Well, again, I think we're fortunate that many of the price wars out there, the traditional retailers in any given category are impacted a lot more than we are on those things. So that's --- I think we've been fortunate. And our basics, you know, what I'll call the supermarket adds of yesteryear, we've been watching those every week since the beginning of time and continue to do so. And where we've helped ourselves is an areas of private label and areas of organic and specialty items. I mean, you go into even something as basic as the cheeses. We're not just selling the basic cheeses anymore. We're selling premium cheeses. And I think everything we do in packaged food items, we've stepped up the quality and whether it's organic or antibiotic-free or you name it, those things we're able to show a great savings and still maintain decent margin.

Christopher Mandeville -- Jefferies -- Analyst

Okay. And since you brought up fuel, I guess I'm curious that the comment on being able to capture maybe a little bit more margin all while expanding your gap relative to competition. Is that broad based across the country or is it more so confined to areas like State of California? And then could you just speak to comp growth on gallons in the quarter?

Richard Galanti -- Executive Vice President, Chief Financial Officer and Director

As I understand the only geographic region in the US where that's not the cases parts of the Midwest and an ebbs and flows there. Everywhere else, it's been a pretty healthy for us. I think the gaps -- the value gaps when you look at some of these third-party websites that collect from millions of people across the country and pricing, wish we continue to be shown as the best value out there.

Christopher Mandeville -- Jefferies -- Analyst

And anything on the comps or gallon growth?

Richard Galanti -- Executive Vice President, Chief Financial Officer and Director

They continue to be in the -- I believe there are still in the high single-digits in gallons. Yeah, they continued this quarter to be in the high single-digits whereas I think US gallon consumption is in the low single-digits.

Christopher Mandeville -- Jefferies -- Analyst

Great.

Richard Galanti -- Executive Vice President, Chief Financial Officer and Director

So we're driving people into the parking lot.

Operator

Your next question comes from the line of Karen Short from Barclays. Karen, you're now live.
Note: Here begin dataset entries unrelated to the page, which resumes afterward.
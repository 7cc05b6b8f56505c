//! Elasticsearch REST client for the autocomplete index.

pub mod client;
pub mod types;

pub use client::ElasticClient;
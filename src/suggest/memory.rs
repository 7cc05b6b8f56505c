use std::collections::HashMap;
use std::sync::Mutex;
use std::sync::atomic::{AtomicU32, Ordering};

use super::backend::{BackendError, SuggestionBackend, SuggestionHit};

#[derive(Debug, Clone)]
struct Record {
    text: String,
    count: Option<u64>,
    inserted: usize,
}

/// In-process stand-in for the suggestion index. Matching is a
/// case-insensitive substring test.
#[derive(Debug, Default)]
pub struct MemoryBackend {
    records: Mutex<HashMap<String, Record>>,
    pending_conflicts: AtomicU32,
    unavailable: bool,
}

impl MemoryBackend {
    pub fn new() -> Self {
        Self::default()
    }

    /// A backend whose every call fails as if the server were unreachable.
    pub fn unavailable() -> Self {
        Self {
            unavailable: true,
            ..Self::default()
        }
    }

    /// Make the next `n` increments fail with a version conflict.
    pub fn fail_with_conflicts(&self, n: u32) {
        self.pending_conflicts.store(n, Ordering::SeqCst);
    }

    /// Store a record verbatim, bypassing increment semantics.
    pub fn insert_raw(&self, key: &str, text: &str, count: Option<u64>) {
        let mut records = self.records.lock().unwrap();
        let inserted = records.len();
        records.insert(
            key.to_string(),
            Record {
                text: text.to_string(),
                count,
                inserted,
            },
        );
    }

    pub fn count(&self, key: &str) -> Option<u64> {
        self.records.lock().unwrap().get(key).and_then(|r| r.count)
    }

    pub fn text(&self, key: &str) -> Option<String> {
        self.records.lock().unwrap().get(key).map(|r| r.text.clone())
    }

    pub fn len(&self) -> usize {
        self.records.lock().unwrap().len()
    }

    fn check_available(&self) -> Result<(), BackendError> {
        if self.unavailable {
            return Err(BackendError::Unavailable("connection refused".into()));
        }
        Ok(())
    }
}

impl SuggestionBackend for MemoryBackend {
    async fn ensure_index(&self) -> Result<(), BackendError> {
        self.check_available()
    }

    async fn increment(&self, key: &str, display_text: &str) -> Result<Option<u64>, BackendError> {
        self.check_available()?;
        let conflict = self
            .pending_conflicts
            .fetch_update(Ordering::SeqCst, Ordering::SeqCst, |n| n.checked_sub(1))
            .is_ok();
        if conflict {
            return Err(BackendError::Conflict);
        }

        let mut records = self
            .records
            .lock()
            .map_err(|_| BackendError::Unavailable("lock poisoned".into()))?;
        let inserted = records.len();
        let record = records.entry(key.to_string()).or_insert_with(|| Record {
            text: display_text.to_string(),
            count: Some(0),
            inserted,
        });
        let count = record.count.unwrap_or(0) + 1;
        record.count = Some(count);
        Ok(Some(count))
    }

    async fn search(&self, term: &str, limit: usize) -> Result<Vec<SuggestionHit>, BackendError> {
        self.check_available()?;
        let term = term.to_lowercase();
        let records = self
            .records
            .lock()
            .map_err(|_| BackendError::Unavailable("lock poisoned".into()))?;
        let mut matches: Vec<&Record> = records
            .values()
            .filter(|r| r.count.is_some() && r.text.to_lowercase().contains(&term))
            .collect();
        matches.sort_by(|a, b| b.count.cmp(&a.count).then(a.inserted.cmp(&b.inserted)));
        Ok(matches
            .into_iter()
            .take(limit)
            .map(|r| SuggestionHit {
                text: r.text.clone(),
                count: r.count,
            })
            .collect())
    }
}
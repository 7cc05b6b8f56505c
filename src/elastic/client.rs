use percent_encoding::{AsciiSet, NON_ALPHANUMERIC, utf8_percent_encode};
use reqwest::{Client, Method, RequestBuilder, Response};
use tracing::{debug, warn};

use super::types::{
    ErrorResponse, SearchResponse, UpdateResponse, increment_body, index_mapping, search_body,
};
use crate::config::ElasticConfig;
use crate::suggest::{BackendError, SuggestionBackend, SuggestionHit};

/// Server-side retries Elasticsearch performs before reporting a version conflict.
const RETRY_ON_CONFLICT: u32 = 3;

/// Document ids are interpolated into URL paths; keep only `[A-Za-z0-9_-]` literal.
const ID_ENCODE_SET: &AsciiSet = &NON_ALPHANUMERIC.remove(b'-').remove(b'_');

#[derive(Debug, thiserror::Error)]
pub enum ElasticError {
    #[error("version conflict")]
    Conflict,

    #[error("Elasticsearch error ({code}): {message}")]
    Api { code: u16, message: String },

    #[error("Network error: {0}")]
    Network(#[from] reqwest::Error),
}

impl From<ElasticError> for BackendError {
    fn from(e: ElasticError) -> Self {
        match e {
            ElasticError::Conflict => BackendError::Conflict,
            other => BackendError::Unavailable(other.to_string()),
        }
    }
}

#[derive(Clone)]
struct ApiKey(String);

impl std::fmt::Debug for ApiKey {
    fn fmt(&self, f: &mut std::fmt::Formatter<'_>) -> std::fmt::Result {
        f.write_str("[REDACTED]")
    }
}

/// Client for one Elasticsearch index holding `{text, count}` suggestion documents.
#[derive(Debug, Clone)]
pub struct ElasticClient {
    http: Client,
    base_url: String,
    index: String,
    api_key: Option<ApiKey>,
}

impl ElasticClient {
    pub fn new(http: Client, config: &ElasticConfig) -> Self {
        Self {
            http,
            base_url: config.url.as_str().trim_end_matches('/').to_string(),
            index: config.index.clone(),
            api_key: config.api_key.clone().map(ApiKey),
        }
    }

    #[cfg(test)]
    pub(crate) fn with_base_url(http: Client, base_url: &str, index: &str) -> Self {
        Self {
            http,
            base_url: base_url.trim_end_matches('/').to_string(),
            index: index.to_string(),
            api_key: None,
        }
    }

    pub fn index(&self) -> &str {
        &self.index
    }

    fn request(&self, method: Method, path: &str) -> RequestBuilder {
        let url = format!("{}/{}{path}", self.base_url, self.index);
        let mut req = self
            .http
            .request(method, &url)
            .header("User-Agent", crate::USER_AGENT);
        if let Some(ref key) = self.api_key {
            req = req.header("Authorization", format!("ApiKey {}", key.0));
        }
        req
    }

    pub async fn index_exists(&self) -> Result<bool, ElasticError> {
        let response = self.request(Method::HEAD, "").send().await?;
        let status = response.status();
        match status.as_u16() {
            200..=299 => Ok(true),
            404 => Ok(false),
            code => Err(ElasticError::Api {
                code,
                message: format!("HTTP {status} checking index"),
            }),
        }
    }

    /// Create the index with the suggestion mapping. Losing a creation race
    /// to another process is not an error.
    pub async fn create_index(&self) -> Result<(), ElasticError> {
        let response = self
            .request(Method::PUT, "")
            .json(&index_mapping())
            .send()
            .await?;
        if response.status().is_success() {
            debug!(index = %self.index, "created autocomplete index");
            return Ok(());
        }
        match api_error(response).await {
            ElasticError::Api { message, .. }
                if message.starts_with("resource_already_exists_exception") =>
            {
                debug!(index = %self.index, "autocomplete index already exists");
                Ok(())
            }
            e => Err(e),
        }
    }

    pub async fn increment_count(
        &self,
        key: &str,
        display_text: &str,
    ) -> Result<Option<u64>, ElasticError> {
        let path = format!(
            "/_update/{}?retry_on_conflict={RETRY_ON_CONFLICT}&_source=true",
            encode_id(key)
        );
        let response = self
            .request(Method::POST, &path)
            .json(&increment_body(display_text))
            .send()
            .await?;
        if !response.status().is_success() {
            return Err(api_error(response).await);
        }

        let body: UpdateResponse = response.json().await?;
        let count = body.get.and_then(|g| g.source).and_then(|doc| doc.count);
        debug!(
            index = %self.index,
            result = body.result.as_deref().unwrap_or("unknown"),
            count,
            "suggestion count incremented"
        );
        Ok(count)
    }

    pub async fn search_suggestions(
        &self,
        term: &str,
        limit: usize,
    ) -> Result<Vec<SuggestionHit>, ElasticError> {
        let response = self
            .request(Method::POST, "/_search")
            .json(&search_body(term, limit))
            .send()
            .await?;
        if !response.status().is_success() {
            return Err(api_error(response).await);
        }

        let body: SearchResponse = response.json().await?;
        let hits: Vec<SuggestionHit> = body
            .hits
            .hits
            .into_iter()
            .filter_map(|hit| hit.source)
            .map(|doc| SuggestionHit {
                text: doc.text,
                count: doc.count,
            })
            .collect();
        debug!(index = %self.index, hits = hits.len(), "suggestion search complete");
        Ok(hits)
    }
}

impl SuggestionBackend for ElasticClient {
    async fn ensure_index(&self) -> Result<(), BackendError> {
        if !self.index_exists().await? {
            self.create_index().await?;
        }
        Ok(())
    }

    async fn increment(&self, key: &str, display_text: &str) -> Result<Option<u64>, BackendError> {
        Ok(self.increment_count(key, display_text).await?)
    }

    async fn search(&self, term: &str, limit: usize) -> Result<Vec<SuggestionHit>, BackendError> {
        Ok(self.search_suggestions(term, limit).await?)
    }
}

fn encode_id(key: &str) -> String {
    utf8_percent_encode(key, ID_ENCODE_SET).to_string()
}

async fn api_error(response: Response) -> ElasticError {
    let status = response.status();
    if status == reqwest::StatusCode::CONFLICT {
        warn!("Elasticsearch version conflict");
        return ElasticError::Conflict;
    }
    let text = response.text().await.unwrap_or_default();
    let message = match serde_json::from_str::<ErrorResponse>(&text) {
        Ok(ErrorResponse {
            error: Some(detail),
        }) => detail.message(),
        _ => {
            let end = text.floor_char_boundary(200);
            format!("HTTP {status}: {}", &text[..end])
        }
    };
    warn!(status = %status, %message, "Elasticsearch error");
    ElasticError::Api {
        code: status.as_u16(),
        message,
    }
}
Karen Short -- Barclays -- Analyst

I'm wondering your core growth margin. Was there any benefit to core-o-core maybe from timing in terms of accelerating delivery of items that may be passing on some price increases because I mean, it sounds like it could be a little more structural in nature although I know you don't really want to commit to that? And then I had another question.

Richard Galanti -- Executive Vice President, Chief Financial Officer and Director

Not really, because in our nobility we kept the cost down, even as costs went up, we had it sooner we held it off. We held off raising price until we were into a higher cost unit -- products.

Karen Short -- Barclays -- Analyst

Okay. And then I guess then that would lead us to think that there may be something more structural in terms of what we do to core-on-core? Or are you reluctant to go down that path?

Richard Galanti -- Executive Vice President, Chief Financial Officer and Director

Look, again, I guess I choose to use the word that we try to be pragmatic about it. We didn't look back two quarters ago and say core-on-core was down 5 or 6 basis points year-over-year. And then, last quarter it was up 7 or 8 or whatever we reported, now it's up 20. We didn't strategically plan to do it like that. It's our buying power. I think in some of these weak times, certain categories, apparel as an example, we can go in and buy huge quantities of something where manufacturers volumes have been cut by other merchants and really drive great value and keep a little of it and give even a greater value to the customer. Yeah, the product mix is a little bit -- certainly private label is a little of it.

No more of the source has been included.